Picture hangers – the exciting anticlimax!

Or perhaps the actual climax, as everything after this is just repeating what’s been done already, only better.

It works! The prototype works!!!

See?

Hanger on a shelf, under some magazines:


Hanger being used; cute picture of birds covering boring magazines:


The prototype all by its lonesome:


I used the small sheet metal brake to do the bending; it worked wonderfully. Very fast, very easy; I was done before the other folks around me had any idea I’d done anything at all (okay, they were in another room, they couldn’t see me, but I was wandering around flipping through books for several minutes before they realized I was done with the hanger).

So. The concept works. It needs a little bit of refinement: more length along the longest unbent section; it only just barely fit over the shelf. It could also use a little more room in the vertical section of the over-the-shelf hook on the back; I don’t want to end up messing up the shelf by scraping the shelf up. And I need to get the bend at the very end closer to parallel, so that pictures will hang level.

Picture hangers – some actual progress!

Remember the picture hangers? Which, as it turns out, could not be easily cut out of dead fluorescent fixtures without some considerable difficulty?

Well, I finally hauled a small pile of dead fluorescent bodies to the metal shop and asked the monitor in charge if there -was- a way to turn that scrap into useful strips, or whether I should just go find some nice flat metal, maybe even already in narrow strips.

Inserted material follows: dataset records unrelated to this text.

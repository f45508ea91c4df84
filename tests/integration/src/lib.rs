//! Integration tests for the SDK-backed facades.
//!
//! These tests require an AWS-compatible server at `localhost:4566`.
//! They are marked `#[ignore]` so they don't run during normal `cargo test`.
//!
//! Run them with:
//! ```text
//! cargo test -p awsfacade-integration -- --ignored
//! ```

mod test_dynamodb;
mod test_logs;
mod test_s3;
mod test_sns;

use std::sync::Once;

use aws_config::{BehaviorVersion, Region, SdkConfig};
use aws_credential_types::Credentials;
use aws_credential_types::provider::SharedCredentialsProvider;
use awsfacade_core::{AwsRegion, FacadeConfig};

static INIT: Once = Once::new();

/// Initialize tracing (once).
fn init_tracing() {
    INIT.call_once(|| {
        tracing_subscriber::fmt()
            .with_env_filter(
                tracing_subscriber::EnvFilter::try_from_default_env()
                    .unwrap_or_else(|_| tracing_subscriber::EnvFilter::new("warn")),
            )
            .with_test_writer()
            .init();
    });
}

/// Endpoint URL for the server.
fn endpoint_url() -> String {
    std::env::var("AWS_ENDPOINT_URL").unwrap_or_else(|_| "http://localhost:4566".to_owned())
}

/// Facade configuration pointing at the local server.
#[must_use]
pub fn facade_config() -> FacadeConfig {
    FacadeConfig::builder()
        .region(AwsRegion::new("us-east-1"))
        .bucket_region("us-east-1".to_owned())
        .endpoint_url(Some(endpoint_url()))
        .force_path_style(true)
        .max_wait_secs(30)
        .build()
}

/// Shared SDK configuration with static test credentials.
#[must_use]
pub fn sdk_config() -> SdkConfig {
    init_tracing();

    let creds = Credentials::new("test", "test", None, None, "integration-test");

    SdkConfig::builder()
        .behavior_version(BehaviorVersion::latest())
        .region(Region::new("us-east-1"))
        .credentials_provider(SharedCredentialsProvider::new(creds))
        .endpoint_url(endpoint_url())
        .build()
}

/// Raw S3 client, for checking provider state behind the facade.
#[must_use]
pub fn s3_client() -> aws_sdk_s3::Client {
    let config = aws_sdk_s3::config::Builder::from(&sdk_config())
        .force_path_style(true)
        .build();
    aws_sdk_s3::Client::from_conf(config)
}

/// Raw DynamoDB client.
#[must_use]
pub fn dynamodb_client() -> aws_sdk_dynamodb::Client {
    aws_sdk_dynamodb::Client::new(&sdk_config())
}

/// Raw SNS client.
#[must_use]
pub fn sns_client() -> aws_sdk_sns::Client {
    aws_sdk_sns::Client::new(&sdk_config())
}

/// Generate a unique resource name for a test.
#[must_use]
pub fn unique_name(prefix: &str) -> String {
    let id = uuid::Uuid::new_v4().to_string()[..8].to_owned();
    format!("test-{prefix}-{id}")
}
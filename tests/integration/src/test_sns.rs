//! Topic facade integration tests.

#[cfg(test)]
mod tests {
    use awsfacade_sns::{Protocol, SdkTopics, TopicFacade};

    use crate::{sdk_config, sns_client, unique_name};

    fn topics() -> TopicFacade<SdkTopics> {
        TopicFacade::new(SdkTopics::from_sdk_config(&sdk_config()))
    }

    #[tokio::test]
    #[ignore = "requires running server"]
    async fn test_should_create_list_and_delete_topic() {
        let sns = topics();
        let name = unique_name("topic");
        let topic = sns.create_topic(&name).await.unwrap();
        assert_eq!(topic.name(), name);

        let mut token: Option<String> = None;
        let mut seen = false;
        loop {
            let page = sns.list_topics(token.as_deref()).await.unwrap();
            seen |= page.items.iter().any(|t| t.arn == topic.arn);
            token = page.next_token;
            if token.is_none() {
                break;
            }
        }
        assert!(seen);

        let attrs = sns_client()
            .get_topic_attributes()
            .topic_arn(&topic.arn)
            .send()
            .await
            .unwrap();
        assert_eq!(
            attrs.attributes().and_then(|a| a.get("TopicArn")),
            Some(&topic.arn)
        );

        sns.delete_topic(&topic.arn).await.unwrap();
        assert!(
            sns_client()
                .get_topic_attributes()
                .topic_arn(&topic.arn)
                .send()
                .await
                .is_err()
        );
    }

    #[tokio::test]
    #[ignore = "requires running server"]
    async fn test_should_subscribe_publish_and_unsubscribe() {
        let sns = topics();
        let topic = sns.create_topic(&unique_name("pub")).await.unwrap();

        let sub = sns
            .subscribe(&topic.arn, "+15555550100", Protocol::default())
            .await
            .unwrap();
        assert_eq!(sub.protocol, Protocol::Sms);

        let listed = sns
            .list_subscriptions_by_topic(&topic.arn, None)
            .await
            .unwrap();
        assert!(listed.items.iter().any(|s| s.arn == sub.arn));

        let receipt = sns
            .publish(&topic.arn, "deploy finished", Some("ci"))
            .await
            .unwrap();
        assert!(!receipt.message_id.is_empty());

        let sub_attrs = sns_client()
            .get_subscription_attributes()
            .subscription_arn(&sub.arn)
            .send()
            .await
            .unwrap();
        assert_eq!(
            sub_attrs.attributes().and_then(|a| a.get("Protocol")).map(String::as_str),
            Some("sms")
        );

        sns.unsubscribe(&sub.arn).await.unwrap();
        sns.delete_topic(&topic.arn).await.unwrap();
    }
}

First he thought the metal chop saw might be the right approach. Then reconsidered and tried the metal bandsaw, which was quite impressive, but the fixture was way to light (and squashable) to easily be clamped down -and- sawed. It got partially cut, and then was pulled free of the clamp by the saw in a not very spectactular but still kind of alarming fashion.

So he just cut off the end of the fixture with tin snips, and suggested using a jigsaw to cut the strips out. After flattening the fixture out a bit, we (well, mostly he) set up some scrap wood to clamp the metal to, and I took the jigsaw to it. (Dangit, I should have photographed that setup. Next time . . . )

It worked great! For future, though, I want to cut the strip in one pass, rather than two, because I couldn’t get the two cuts to line up, which left a jagged edge that took too much grinding to get even.

Still, for a first try, it worked very well. Jigsaw. Who knew! (It’s all in the blade you choose. This should have been obvious to me.)

I got the strip cut to size, and one end cut and rounded off (this will be the hook that the picture hangs from), and used a belt sander to remove all the rough bits from the raw edges. It is nearly done!


I think tonight I will see about bending the strip into the right shape, using the very small metal brake (or perhaps a vise and pliers).

Picture hangers – not so easy, actually

There’s a pile of unusable fluorescent light fixtures in the basement; their ballasts are dead, so they are good for nothing except scrap metal.

I thought they would be an excellent source of metal for making picture hangers, of the kind which could fit over a bookshelf, so that you can hang pictures in front of little-used books in rooms where there is NO EMPTY WALL SPACE WHATSOEVER on account of being lined entirely with bookshelves. What I want is a strip of metal about 16″ long or so, which I can bend into a square hook at one end (which will fit around the back of the shelf and keep the hanger in place) and fold into a hook shape at the other end.

I’ve been plotting this for several months, but despite it being a pretty easy-sounding project, I hadn’t actually done much more than sketch up some diagrams. Until this weekend.

I made a stab at cutting strips of metal off of the discard fluorescent fixtures with which to make over-the-shelf picture hangers.

And rediscovered that cutting lengthy strips of metal off of a larger piece is not as easy as cutting strips of cloth or paper or even chipboard, because the larger piece is – shockingly – just not so flexible! And so it gets in the way as you make progress with the shears/snips. Especially when you did not start with a flat piece, but with a piece already folded in several places to make a sort of boxy shape.

I did not succeed in getting anywhere near the 16 or so inches I need.

Conclusion: need access to appropriate power tool OR should break down and buy appropriate strips of metal already cut.

Am hoping that the impending community workspace will have such tools, because buying the material pre-cut seems like cheating, and then what I would do with this pile of ex-fixtures?? There’s plenty of good metal in them, after all, it would be a shame to throw them out.

Meta: guilt at having not worked on any projects and thus not updated blog forced me down to basement to hack at metal unsuccessfully. Also to buy more rubbing alcohol to finish cleaning tool chest. Blog may not be such a bad idea after all.